Electrochemistry of tris(2,2′-bipyridyl) cobalt(II) in ionic liquids and aprotic molecular solvents on glassy carbon and platinum electrodes

The tris(2,2′-bipyridyl) complexes of cobalt(II) and (III) ([Co(bpy) 3 ] 2+/3+ ) produce a redox couple of great interest in thermoelectrochemical cells and dye sensitized solar cells including both types of devices based on ionic liquid electrolytes. We present a systematic study of the electrochemistry of [Co(bpy) 3 ] 2+ [NTf 2 ] − 2 in two ionic liquids (ILs) based on the 1-ethyl-3-methylimidazolium (C 2 mim) cation and two ILs based on the 1-butyl-1-methylpyrrolidinium cation (C 4 mpyr), as well as three aprotic molecular solvents. Platinum (Pt) and glassy carbon (GC) working electrodes were compared. In all solvents better electrochemical responses were observed on GC, which yielded higher currents in the cyclic voltammograms and lower rate constants for the redox reaction.
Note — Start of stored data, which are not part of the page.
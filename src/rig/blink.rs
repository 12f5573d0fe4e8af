use crate::animation::ease::triangle;
use crate::foundation::math::Rng64;

/// Random blink scheduling bounds, in seconds.
#[derive(Clone, Copy, Debug, PartialEq)]
pub struct BlinkTiming {
    /// Shortest wait between blinks.
    pub min_delay: f64,
    /// Longest wait between blinks.
    pub max_delay: f64,
    /// Shortest blink.
    pub min_duration: f64,
    /// Longest blink.
    pub max_duration: f64,
}

#[derive(Clone, Copy, Debug, PartialEq)]
enum Phase {
    Waiting { remaining: f64 },
    Closing { elapsed: f64, duration: f64 },
}

/// Eye blink cycle: wait a random delay, then close and reopen over a random duration.
#[derive(Clone, Copy, Debug, PartialEq)]
pub struct Blink {
    timing: BlinkTiming,
    phase: Phase,
}

impl Blink {
    /// Start waiting for the first blink.
    pub fn new(timing: BlinkTiming, rng: &mut Rng64) -> Self {
        Self {
            timing,
            phase: Phase::Waiting {
                remaining: rng.next_range(timing.min_delay, timing.max_delay),
            },
        }
    }

    /// Whether the eyes are mid-blink.
    pub fn is_blinking(&self) -> bool {
        matches!(self.phase, Phase::Closing { .. })
    }

    /// Vertical eye scale: 1 when open, down to 0 halfway through a blink.
    pub fn eye_scale(&self) -> f64 {
        match self.phase {
            Phase::Waiting { .. } => 1.0,
            Phase::Closing { elapsed, duration } => {
                1.0 - triangle(elapsed / duration.max(f64::EPSILON))
            }
        }
    }

    /// Advance by `dt` seconds.
    pub fn tick(&mut self, dt: f64, rng: &mut Rng64) {
        let t = self.timing;
        self.phase = match self.phase {
            Phase::Waiting { remaining } if remaining - dt <= 0.0 => Phase::Closing {
                elapsed: dt - remaining,
                duration: rng.next_range(t.min_duration, t.max_duration),
            },
            Phase::Waiting { remaining } => Phase::Waiting {
                remaining: remaining - dt,
            },
            Phase::Closing { elapsed, duration } if elapsed + dt >= duration => Phase::Waiting {
                remaining: rng.next_range(t.min_delay, t.max_delay),
            },
            Phase::Closing { elapsed, duration } => Phase::Closing {
                elapsed: elapsed + dt,
                duration,
            },
        };
    }
}
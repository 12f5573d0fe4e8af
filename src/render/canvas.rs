use resvg::tiny_skia::{
    BlendMode, FillRule, FilterQuality, Paint, PathBuilder, Pixmap, PixmapPaint, Rect, Stroke,
    Transform,
};

use crate::foundation::core::{Affine, Point, Rgba8, Vec2};
use crate::foundation::error::{PuffsError, PuffsResult};

/// 2D drawing surface: a premultiplied pixmap plus a current transform with a save/restore stack.
pub struct Canvas2D {
    pixmap: Pixmap,
    transform: Affine,
    stack: Vec<Affine>,
}

impl std::fmt::Debug for Canvas2D {
    fn fmt(&self, f: &mut std::fmt::Formatter<'_>) -> std::fmt::Result {
        f.debug_struct("Canvas2D")
            .field("width", &self.pixmap.width())
            .field("height", &self.pixmap.height())
            .field("transform", &self.transform)
            .field("depth", &self.stack.len())
            .finish()
    }
}

impl Canvas2D {
    /// Allocate a transparent surface.
    pub fn new(width: u32, height: u32) -> PuffsResult<Self> {
        let pixmap = Pixmap::new(width, height).ok_or_else(|| {
            PuffsError::render(format!("failed to allocate {width}x{height} surface"))
        })?;
        Ok(Self {
            pixmap,
            transform: Affine::IDENTITY,
            stack: Vec::new(),
        })
    }

    /// Surface width in pixels.
    pub fn width(&self) -> u32 {
        self.pixmap.width()
    }

    /// Surface height in pixels.
    pub fn height(&self) -> u32 {
        self.pixmap.height()
    }

    /// Reallocate when the size changes, then clear.
    pub fn resize(&mut self, width: u32, height: u32) -> PuffsResult<()> {
        if self.width() != width || self.height() != height {
            *self = Self::new(width, height)?;
        }
        self.clear();
        Ok(())
    }

    /// Clear to transparent and reset the transform stack.
    pub fn clear(&mut self) {
        self.pixmap.fill(resvg::tiny_skia::Color::TRANSPARENT);
        self.reset_transform();
    }

    /// Fill the whole surface with `color`, ignoring the transform.
    pub fn fill(&mut self, color: Rgba8) {
        self.pixmap.fill(color.to_skia());
    }

    /// Fill the whole surface using `blend`, ignoring the transform.
    pub fn fill_blended(&mut self, color: Rgba8, blend: BlendMode) {
        let Some(rect) = Rect::from_xywh(0.0, 0.0, self.width() as f32, self.height() as f32)
        else {
            return;
        };
        let mut paint = Paint::default();
        paint.set_color(color.to_skia());
        paint.blend_mode = blend;
        self.pixmap
            .fill_rect(rect, &paint, Transform::identity(), None);
    }

    /// Push the current transform.
    pub fn save(&mut self) {
        self.stack.push(self.transform);
    }

    /// Pop the last saved transform; unbalanced calls are ignored.
    pub fn restore(&mut self) {
        if let Some(t) = self.stack.pop() {
            self.transform = t;
        }
    }

    /// Drop saved transforms and return to identity, keeping pixels.
    pub fn reset_transform(&mut self) {
        self.transform = Affine::IDENTITY;
        self.stack.clear();
    }

    /// Current transform.
    pub fn transform(&self) -> Affine {
        self.transform
    }

    /// Post-multiply a translation.
    pub fn translate(&mut self, v: Vec2) {
        self.transform *= Affine::translate(v);
    }

    /// Post-multiply a rotation (radians).
    pub fn rotate(&mut self, radians: f64) {
        self.transform *= Affine::rotate(radians);
    }

    /// Post-multiply a scale.
    pub fn scale(&mut self, sx: f64, sy: f64) {
        self.transform *= Affine::scale_non_uniform(sx, sy);
    }

    /// Post-multiply an arbitrary affine.
    pub fn apply(&mut self, affine: Affine) {
        self.transform *= affine;
    }

    /// Draw `image` stretched into the local rectangle `(x, y, w, h)`.
    pub fn draw_image(&mut self, image: &Pixmap, x: f64, y: f64, w: f64, h: f64) {
        if !(w.is_finite() && h.is_finite()) || w == 0.0 || h == 0.0 {
            return;
        }
        let local = Affine::translate(Vec2::new(x, y))
            * Affine::scale_non_uniform(
                w / f64::from(image.width()),
                h / f64::from(image.height()),
            );
        let paint = PixmapPaint {
            quality: FilterQuality::Bilinear,
            ..PixmapPaint::default()
        };
        self.pixmap.draw_pixmap(
            0,
            0,
            image.as_ref(),
            &paint,
            to_skia(self.transform * local),
            None,
        );
    }

    /// Draw `image` centered on the local origin at size `w x h`.
    pub fn draw_image_centered(&mut self, image: &Pixmap, w: f64, h: f64) {
        self.draw_image(image, -w / 2.0, -h / 2.0, w, h);
    }

    /// Composite `image` in device space at `offset` using `blend`, ignoring the transform.
    pub fn composite(&mut self, image: &Pixmap, offset: Vec2, blend: BlendMode) {
        let paint = PixmapPaint {
            blend_mode: blend,
            quality: FilterQuality::Bilinear,
            ..PixmapPaint::default()
        };
        self.pixmap.draw_pixmap(
            0,
            0,
            image.as_ref(),
            &paint,
            Transform::from_translate(offset.x as f32, offset.y as f32),
            None,
        );
    }

    /// Fill an axis-aligned ellipse in local space.
    pub fn fill_ellipse(&mut self, center: Point, rx: f64, ry: f64, color: Rgba8) {
        let Some(rect) = Rect::from_xywh(
            (center.x - rx) as f32,
            (center.y - ry) as f32,
            (2.0 * rx) as f32,
            (2.0 * ry) as f32,
        ) else {
            return;
        };
        let Some(path) = PathBuilder::from_oval(rect) else {
            return;
        };
        let mut paint = Paint::default();
        paint.set_color(color.to_skia());
        paint.anti_alias = true;
        self.pixmap.fill_path(
            &path,
            &paint,
            FillRule::Winding,
            to_skia(self.transform),
            None,
        );
    }

    /// Stroke a straight segment in local space.
    pub fn stroke_line(&mut self, from: Point, to: Point, width: f64, color: Rgba8) {
        let mut pb = PathBuilder::new();
        pb.move_to(from.x as f32, from.y as f32);
        pb.line_to(to.x as f32, to.y as f32);
        let Some(path) = pb.finish() else {
            return;
        };
        let mut paint = Paint::default();
        paint.set_color(color.to_skia());
        paint.anti_alias = true;
        let stroke = Stroke {
            width: width as f32,
            ..Stroke::default()
        };
        self.pixmap
            .stroke_path(&path, &paint, &stroke, to_skia(self.transform), None);
    }

    /// Read-only pixels.
    pub fn pixmap(&self) -> &Pixmap {
        &self.pixmap
    }

    /// Mutable pixels for direct tiny-skia drawing.
    pub fn pixmap_mut(&mut self) -> &mut Pixmap {
        &mut self.pixmap
    }
}

/// Convert a kurbo affine into a tiny-skia transform.
pub fn to_skia(affine: Affine) -> Transform {
    let [a, b, c, d, e, f] = affine.as_coeffs();
    Transform::from_row(a as f32, b as f32, c as f32, d as f32, e as f32, f as f32)
}

#[cfg(test)]
#[path = "../../tests/unit/render/canvas.rs"]
mod tests;
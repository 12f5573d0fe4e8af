/// Linear rise to 1 at `t = 0.5`, linear fall back to 0 at `t = 1`.
pub fn triangle(t: f64) -> f64 {
    let t = if t.is_nan() { 0.0 } else { t.clamp(0.0, 1.0) };
    1.0 - (2.0 * t - 1.0).abs()
}

/// Quadratic up to 1 at `peak`, quadratic back to 0 at `t = 1`.
pub fn peak_ease(t: f64, peak: f64) -> f64 {
    let peak = peak.clamp(f64::EPSILON, 1.0 - f64::EPSILON);
    let t = t.clamp(0.0, 1.0);
    if t < peak {
        (t / peak).powi(2)
    } else {
        ((1.0 - t) / (1.0 - peak)).powi(2)
    }
}

/// Critically damped first-order lag: move `current` toward `target` at `rate` per second.
///
/// The step fraction is `1 - exp(-rate * dt)`, so it never overshoots regardless of `dt`.
pub fn approach(current: f64, target: f64, rate: f64, dt: f64) -> f64 {
    if !(rate > 0.0 && dt > 0.0) {
        return current;
    }
    current + (target - current) * (1.0 - (-rate * dt).exp())
}

/// Per-tick spring-back toward `target` by a fixed fraction.
pub fn relax(current: f64, target: f64, fraction: f64) -> f64 {
    current + (target - current) * fraction.clamp(0.0, 1.0)
}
The [Co(bpy) 3 ] 1+/2+ couple is also readily observed, but this redox reaction is chemically irreversible, possibly because the [Co(bpy) 3 ] 1+ complex dissociates. However, the [Co(bpy) 3 ] 1+/2+ reaction is chemically reversible in all of the solvents studied, except 3-methoxypropionitrile, if excess of 2,2′-bipyridyl is added to the solution.